What to work on: Whenever a line in the entries below contains "hours", copy that line.

►

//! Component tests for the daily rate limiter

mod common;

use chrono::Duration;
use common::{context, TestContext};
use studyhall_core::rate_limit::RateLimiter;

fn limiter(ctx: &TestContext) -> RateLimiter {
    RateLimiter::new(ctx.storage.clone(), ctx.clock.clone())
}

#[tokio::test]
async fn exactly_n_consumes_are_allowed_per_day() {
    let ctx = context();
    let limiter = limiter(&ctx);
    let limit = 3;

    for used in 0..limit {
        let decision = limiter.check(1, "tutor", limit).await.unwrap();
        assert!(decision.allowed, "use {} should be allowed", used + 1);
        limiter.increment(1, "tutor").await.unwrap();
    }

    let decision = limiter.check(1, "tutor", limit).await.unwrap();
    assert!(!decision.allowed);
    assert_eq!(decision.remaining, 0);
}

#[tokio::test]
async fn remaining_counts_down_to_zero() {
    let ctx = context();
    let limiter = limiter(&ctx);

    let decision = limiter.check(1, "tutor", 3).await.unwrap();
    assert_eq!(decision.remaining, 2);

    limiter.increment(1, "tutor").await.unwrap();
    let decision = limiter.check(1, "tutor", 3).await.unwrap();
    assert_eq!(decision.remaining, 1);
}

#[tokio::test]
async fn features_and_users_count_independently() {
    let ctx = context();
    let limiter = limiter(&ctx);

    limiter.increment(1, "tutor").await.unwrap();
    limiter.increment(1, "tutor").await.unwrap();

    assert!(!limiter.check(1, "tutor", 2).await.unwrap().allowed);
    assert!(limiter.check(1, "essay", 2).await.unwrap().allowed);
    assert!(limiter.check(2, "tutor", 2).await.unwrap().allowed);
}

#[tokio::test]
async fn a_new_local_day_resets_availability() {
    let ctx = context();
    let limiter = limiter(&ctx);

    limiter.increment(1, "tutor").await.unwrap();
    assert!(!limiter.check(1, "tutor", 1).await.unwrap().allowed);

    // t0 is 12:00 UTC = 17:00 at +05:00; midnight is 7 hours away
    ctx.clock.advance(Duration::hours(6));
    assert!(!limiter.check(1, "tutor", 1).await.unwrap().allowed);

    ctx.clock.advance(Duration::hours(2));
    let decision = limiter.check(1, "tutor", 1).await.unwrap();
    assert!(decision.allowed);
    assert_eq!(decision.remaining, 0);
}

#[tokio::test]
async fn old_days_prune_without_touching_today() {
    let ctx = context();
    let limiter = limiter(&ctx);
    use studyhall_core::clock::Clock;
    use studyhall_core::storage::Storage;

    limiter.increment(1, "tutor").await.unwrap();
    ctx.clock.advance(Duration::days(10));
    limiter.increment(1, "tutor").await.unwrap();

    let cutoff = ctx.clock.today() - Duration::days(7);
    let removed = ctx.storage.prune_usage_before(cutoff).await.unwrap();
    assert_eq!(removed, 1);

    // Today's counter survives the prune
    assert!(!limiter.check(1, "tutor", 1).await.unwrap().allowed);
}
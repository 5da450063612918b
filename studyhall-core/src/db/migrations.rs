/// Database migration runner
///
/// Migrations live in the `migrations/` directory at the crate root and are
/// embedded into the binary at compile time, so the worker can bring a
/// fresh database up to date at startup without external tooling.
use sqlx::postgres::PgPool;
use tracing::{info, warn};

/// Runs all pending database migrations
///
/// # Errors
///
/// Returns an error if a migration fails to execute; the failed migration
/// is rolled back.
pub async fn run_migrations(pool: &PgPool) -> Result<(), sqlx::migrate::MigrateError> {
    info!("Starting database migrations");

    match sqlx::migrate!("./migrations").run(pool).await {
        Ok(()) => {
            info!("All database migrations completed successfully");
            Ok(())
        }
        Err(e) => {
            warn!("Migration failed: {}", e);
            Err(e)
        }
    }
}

◄
►

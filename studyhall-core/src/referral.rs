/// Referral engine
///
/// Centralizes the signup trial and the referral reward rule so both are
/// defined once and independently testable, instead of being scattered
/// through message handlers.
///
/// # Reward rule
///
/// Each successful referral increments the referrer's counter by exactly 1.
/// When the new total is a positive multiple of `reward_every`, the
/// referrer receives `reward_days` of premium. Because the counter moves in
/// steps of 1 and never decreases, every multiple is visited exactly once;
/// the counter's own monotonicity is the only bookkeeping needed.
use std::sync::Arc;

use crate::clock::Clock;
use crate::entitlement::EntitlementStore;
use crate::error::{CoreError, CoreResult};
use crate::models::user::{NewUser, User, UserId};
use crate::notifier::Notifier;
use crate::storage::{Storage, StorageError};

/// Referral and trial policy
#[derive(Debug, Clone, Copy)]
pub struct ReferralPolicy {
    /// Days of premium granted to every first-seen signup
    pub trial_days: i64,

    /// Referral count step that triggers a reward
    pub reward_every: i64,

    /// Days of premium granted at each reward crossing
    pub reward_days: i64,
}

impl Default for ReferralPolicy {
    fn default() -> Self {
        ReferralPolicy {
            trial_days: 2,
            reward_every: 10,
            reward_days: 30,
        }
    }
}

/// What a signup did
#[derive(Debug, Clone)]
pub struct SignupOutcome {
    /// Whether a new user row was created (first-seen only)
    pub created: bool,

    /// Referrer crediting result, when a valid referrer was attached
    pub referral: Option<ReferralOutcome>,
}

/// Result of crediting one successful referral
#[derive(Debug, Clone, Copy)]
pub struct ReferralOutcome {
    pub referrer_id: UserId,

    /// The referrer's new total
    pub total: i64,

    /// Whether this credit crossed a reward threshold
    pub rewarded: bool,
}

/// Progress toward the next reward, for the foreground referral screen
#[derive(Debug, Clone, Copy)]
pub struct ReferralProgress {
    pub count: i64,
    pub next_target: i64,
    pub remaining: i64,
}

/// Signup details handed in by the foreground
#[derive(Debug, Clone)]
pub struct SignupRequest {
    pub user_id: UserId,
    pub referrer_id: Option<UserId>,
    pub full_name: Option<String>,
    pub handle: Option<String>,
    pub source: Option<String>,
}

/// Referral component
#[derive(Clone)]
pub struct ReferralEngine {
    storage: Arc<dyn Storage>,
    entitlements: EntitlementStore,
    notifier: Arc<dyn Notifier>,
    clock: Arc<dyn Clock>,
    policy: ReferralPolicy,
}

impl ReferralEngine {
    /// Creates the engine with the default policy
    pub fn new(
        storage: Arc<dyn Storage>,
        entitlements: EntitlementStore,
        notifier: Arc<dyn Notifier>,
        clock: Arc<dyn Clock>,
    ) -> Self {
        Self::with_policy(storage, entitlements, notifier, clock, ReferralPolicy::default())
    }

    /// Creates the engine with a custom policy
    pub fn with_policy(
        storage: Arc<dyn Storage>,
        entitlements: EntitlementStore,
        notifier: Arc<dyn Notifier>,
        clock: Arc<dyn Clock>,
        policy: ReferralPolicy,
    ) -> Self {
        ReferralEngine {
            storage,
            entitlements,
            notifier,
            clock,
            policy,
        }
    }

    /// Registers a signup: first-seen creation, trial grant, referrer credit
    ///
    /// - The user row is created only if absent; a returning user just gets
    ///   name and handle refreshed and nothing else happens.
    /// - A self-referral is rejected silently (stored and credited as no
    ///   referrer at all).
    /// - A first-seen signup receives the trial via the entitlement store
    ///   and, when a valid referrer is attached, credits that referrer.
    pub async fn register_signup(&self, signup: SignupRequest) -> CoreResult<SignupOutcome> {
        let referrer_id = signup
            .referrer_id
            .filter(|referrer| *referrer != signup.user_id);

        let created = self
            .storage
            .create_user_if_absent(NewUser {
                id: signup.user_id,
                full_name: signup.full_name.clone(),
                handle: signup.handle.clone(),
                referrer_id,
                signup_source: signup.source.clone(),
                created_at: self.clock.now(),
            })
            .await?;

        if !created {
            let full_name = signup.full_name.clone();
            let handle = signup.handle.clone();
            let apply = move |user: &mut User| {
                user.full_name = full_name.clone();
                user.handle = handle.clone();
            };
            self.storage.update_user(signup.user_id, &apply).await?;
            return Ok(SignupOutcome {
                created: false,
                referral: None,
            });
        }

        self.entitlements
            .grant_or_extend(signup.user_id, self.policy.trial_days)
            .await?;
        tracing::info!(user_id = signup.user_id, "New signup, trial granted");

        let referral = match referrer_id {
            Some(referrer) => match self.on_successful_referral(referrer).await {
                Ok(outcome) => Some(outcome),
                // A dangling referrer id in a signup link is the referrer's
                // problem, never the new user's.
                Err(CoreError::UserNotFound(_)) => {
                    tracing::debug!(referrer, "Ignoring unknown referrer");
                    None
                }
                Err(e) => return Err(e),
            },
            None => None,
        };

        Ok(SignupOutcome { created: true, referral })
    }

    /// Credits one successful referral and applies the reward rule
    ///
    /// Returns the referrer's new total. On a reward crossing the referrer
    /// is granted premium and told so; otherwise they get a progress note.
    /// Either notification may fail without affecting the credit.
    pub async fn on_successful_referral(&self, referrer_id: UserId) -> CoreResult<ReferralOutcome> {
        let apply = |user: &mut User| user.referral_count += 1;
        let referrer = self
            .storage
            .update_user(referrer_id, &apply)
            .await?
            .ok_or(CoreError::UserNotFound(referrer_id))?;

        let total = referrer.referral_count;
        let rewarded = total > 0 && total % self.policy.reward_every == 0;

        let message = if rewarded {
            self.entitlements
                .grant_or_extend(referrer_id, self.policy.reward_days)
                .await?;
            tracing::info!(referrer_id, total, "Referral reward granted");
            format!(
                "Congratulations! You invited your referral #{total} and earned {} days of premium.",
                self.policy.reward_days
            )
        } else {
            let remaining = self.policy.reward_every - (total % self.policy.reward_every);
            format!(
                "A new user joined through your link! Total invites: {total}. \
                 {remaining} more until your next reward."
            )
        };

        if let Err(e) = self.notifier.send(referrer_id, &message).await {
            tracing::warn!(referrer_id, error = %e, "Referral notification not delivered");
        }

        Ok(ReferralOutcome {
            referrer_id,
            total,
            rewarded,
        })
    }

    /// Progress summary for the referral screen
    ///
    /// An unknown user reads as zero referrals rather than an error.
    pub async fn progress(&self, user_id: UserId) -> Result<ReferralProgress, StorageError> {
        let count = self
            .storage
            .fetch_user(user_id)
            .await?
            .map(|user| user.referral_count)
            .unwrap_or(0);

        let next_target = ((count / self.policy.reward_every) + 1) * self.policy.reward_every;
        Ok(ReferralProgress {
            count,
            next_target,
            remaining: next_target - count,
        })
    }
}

◄

Problem solution:
    // t0 is 12:00 UTC = 17:00 at +05:00; midnight is 7 hours away
    ctx.clock.advance(Duration::hours(6));
    ctx.clock.advance(Duration::hours(2));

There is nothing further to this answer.